Nei giorni scorsi è stata depositata al parlamento la proposta di legge blocca-ricorsi, la n. 2271 che, di fatto, vuole escludere dalle aule dei tribunali le associazioni ambientaliste. La proposta di legge 2271 è stata sottoscritta da 136 deputati del Pdl ed il primo firmatario è l’onorevole Michele Scandroglio, residente a Genova. Con due brevi aggiunte all’articolo 18 della legge 8 luglio 1986 (responsabilità processuale delle associazioni di natura ambientale), si estromettono per sempre dai ricorsi al TAR le storiche associazioni quali Italia Nostra, Legambiente, Wwf, senza parlare della miriade di piccole associazioni locali e comitati.
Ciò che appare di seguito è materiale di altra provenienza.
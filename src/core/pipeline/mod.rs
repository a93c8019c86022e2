//! # Pipeline Module
//!
//! Orchestrates one aggregation run.
//!
//! ## Pipeline Stages
//! 1. **Scan** - Enumerate candidate files under the root
//! 2. **Extract** - Dispatch every file to the active mode's extractor
//! 3. **Collect** - Sort the trackers into report sections
//! 4. **Materialize** - Optionally write distinct embedded images
//!
//! ## Parallelism
//! Files are independent work items. Under [`Execution::Parallel`] they are
//! spread over a rayon pool and race on the shared trackers, whose locks
//! keep one slot per distinct value. Each worker owns its own hasher.

mod executor;

pub use executor::{Aggregator, AggregatorBuilder, Execution, RunConfig, RunReport};
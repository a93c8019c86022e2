//! Event channel built on crossbeam-channel.
//!
//! Workers on the rayon pool publish progress through cloned
//! [`EventSender`]s; the CLI drains the [`EventReceiver`] on its own thread.

use crossbeam_channel::{unbounded, Receiver, Sender};

use super::Event;

/// Cloneable, thread-safe publishing end
#[derive(Clone)]
pub struct EventSender {
    inner: Sender<Event>,
}

impl EventSender {
    /// Publish an event. A dropped receiver just means nobody is listening.
    pub fn send(&self, event: Event) {
        let _ = self.inner.send(event);
    }
}

/// Subscribing end
pub struct EventReceiver {
    inner: Receiver<Event>,
}

impl EventReceiver {
    /// Block until the next event, `None` once every sender is gone
    pub fn recv(&self) -> Option<Event> {
        self.inner.recv().ok()
    }

    /// Iterate until every sender is dropped
    pub fn iter(&self) -> impl Iterator<Item = Event> + '_ {
        self.inner.iter()
    }
}

/// Factory for connected sender/receiver pairs
pub struct EventChannel;

impl EventChannel {
    /// Create an unbounded channel; events are small and workers must
    /// never block on a slow terminal
    pub fn new() -> (EventSender, EventReceiver) {
        let (sender, receiver) = unbounded();
        (
            EventSender { inner: sender },
            EventReceiver { inner: receiver },
        )
    }
}

/// A sender whose receiver is already gone, for runs without progress output
pub fn null_sender() -> EventSender {
    let (sender, _receiver) = EventChannel::new();
    sender
}
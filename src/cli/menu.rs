// src/cli/menu.rs
use inquire::{Confirm, Select, Text};
use std::error::Error;
use std::path::Path;

use crate::core::Config;
use crate::generators::PasswordGenerator;
use crate::models::GeneratedBatch;
use crate::wordlist::WordListStore;
use super::handlers;

const WORD_MODE: &str = "🔤  Generate word password";
const CHARACTER_MODE: &str = "🎲  Generate character password";
const CHECK_STRENGTH: &str = "🔍  Check password strength";
const EXIT: &str = "❌  Exit";

fn prompt_number(message: &str, default: usize) -> Result<usize, Box<dyn Error>> {
    let value: usize = Text::new(message)
        .with_default(&default.to_string())
        .prompt()
        .and_then(|s| s.trim().parse().map_err(|_| inquire::InquireError::Custom("Invalid number".into())))?;
    Ok(value)
}

fn show_batch(batch: &GeneratedBatch) -> Result<(), Box<dyn Error>> {
    let output = batch.to_string();
    println!("\n{}\n", output);
    println!("Strength: {}", handlers::handle_score(&output).label());

    let save = Confirm::new("Save to a file?").with_default(false).prompt()?;
    if save {
        let path = Text::new("File name:").with_default("passwords.txt").prompt()?;
        handlers::save_batch(batch, Path::new(path.trim()))?;
        println!("✅ Saved to {}", path.trim());
    }
    Ok(())
}

pub fn run_cli_menu(store: &WordListStore, config: &Config) -> Result<(), Box<dyn Error>> {
    println!("╔══════════════════════════════════════╗");
    println!("║               GENPASS                ║");
    println!("╚══════════════════════════════════════╝");

    let mut generator = PasswordGenerator::new().with_settings(config.composer);

    loop {
        let prefs = handlers::load_preferences(store, config)?;
        let options = vec![WORD_MODE, CHARACTER_MODE, CHECK_STRENGTH, EXIT];

        let selection = Select::new("Choose an option:", options)
            .with_help_message("Use arrow keys to navigate, Enter to select.")
            .prompt_skippable()?;

        match selection {
            Some(WORD_MODE) => {
                let mut prefs = prefs;
                prefs.num_options = prompt_number("Words per password:", prefs.num_options)?;
                prefs.replace_chars = Confirm::new("Replace characters (leet)?")
                    .with_default(prefs.replace_chars)
                    .prompt()?;
                prefs.use_default_list = Confirm::new("Use the built-in word list?")
                    .with_default(prefs.use_default_list)
                    .prompt()?;
                prefs.use_custom_list = Confirm::new("Use your custom word list?")
                    .with_default(prefs.use_custom_list)
                    .prompt()?;
                prefs.password_amount = prompt_number("How many passwords?", prefs.password_amount)?;

                let batch = handlers::generate_words(&mut generator, store, prefs)?;
                show_batch(&batch)?;
            }
            Some(CHARACTER_MODE) => {
                let mut prefs = prefs;
                prefs.use_segments = Confirm::new("Use segments?")
                    .with_default(prefs.use_segments)
                    .prompt()?;
                if prefs.use_segments {
                    prefs.segment_count = prompt_number("Number of segments:", prefs.segment_count)?;
                } else {
                    prefs.password_length = prompt_number("Password length:", prefs.password_length)?;
                }
                prefs.include_numbers = Confirm::new("Include numbers?").with_default(prefs.include_numbers).prompt()?;
                prefs.include_symbols = Confirm::new("Include symbols?").with_default(prefs.include_symbols).prompt()?;
                prefs.include_uppercase = Confirm::new("Include uppercase letters?").with_default(prefs.include_uppercase).prompt()?;
                prefs.password_amount = prompt_number("How many passwords?", prefs.password_amount)?;

                let batch = handlers::generate_chars(&mut generator, store, prefs)?;
                show_batch(&batch)?;
            }
            Some(CHECK_STRENGTH) => {
                let password = Text::new("Password:").prompt()?;
                let report = handlers::handle_score(&password);
                println!("Strength: {}", report.label());
                for tip in report.feedback() {
                    println!("  • {}", tip);
                }
            }
            Some(EXIT) | None => break,
            Some(_) => {}
        }
    }

    println!("👋 Goodbye!");
    Ok(())
}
Il testo recita che qualora il ricorso alla giustizia amministrativa "sia respinto perché manifestamente infondato, il giudice condanna le associazioni soccombenti al risarcimento del danno oltre che alle spese del giudizio". Ciò significa che se un cantiere di un’opera che deturpa il paesaggio, viene bloccato grazie al ricorso al TAR per un anno e poi, in appello, il Consiglio di Stato ribalta la situazione dando via libera al cantiere, chi dovrà pagare i danni saranno le associazioni. “Questa è una legge che aiuterà solo gli speculatori, i saccheggiatori,  i devastatori del territorio, gli affaristi che diverranno liberi di operare per i loro affari milionari ai danni dei cittadini e dell’ambiente – ha dichiarato Andrea Zanoni, candidato indipendente in Italia dei Valori per le Elezioni Europee 2009. Se questa legge dovesse passare, tutte le associazioni verrebbero messe nella condizione psicologica di temere ogni azione legale di difesa del territorio per il rischio di dover poi pagare dei risarcimenti milionari. Se sarò eletto, farò tutto il possibile affinché l’Europa riconosca alle associazioni ambientaliste il diritto a costituirsi nei giudizi amministrativi per la tutela del l’ambiente, senza il ricatto delle sanzioni milionarie.”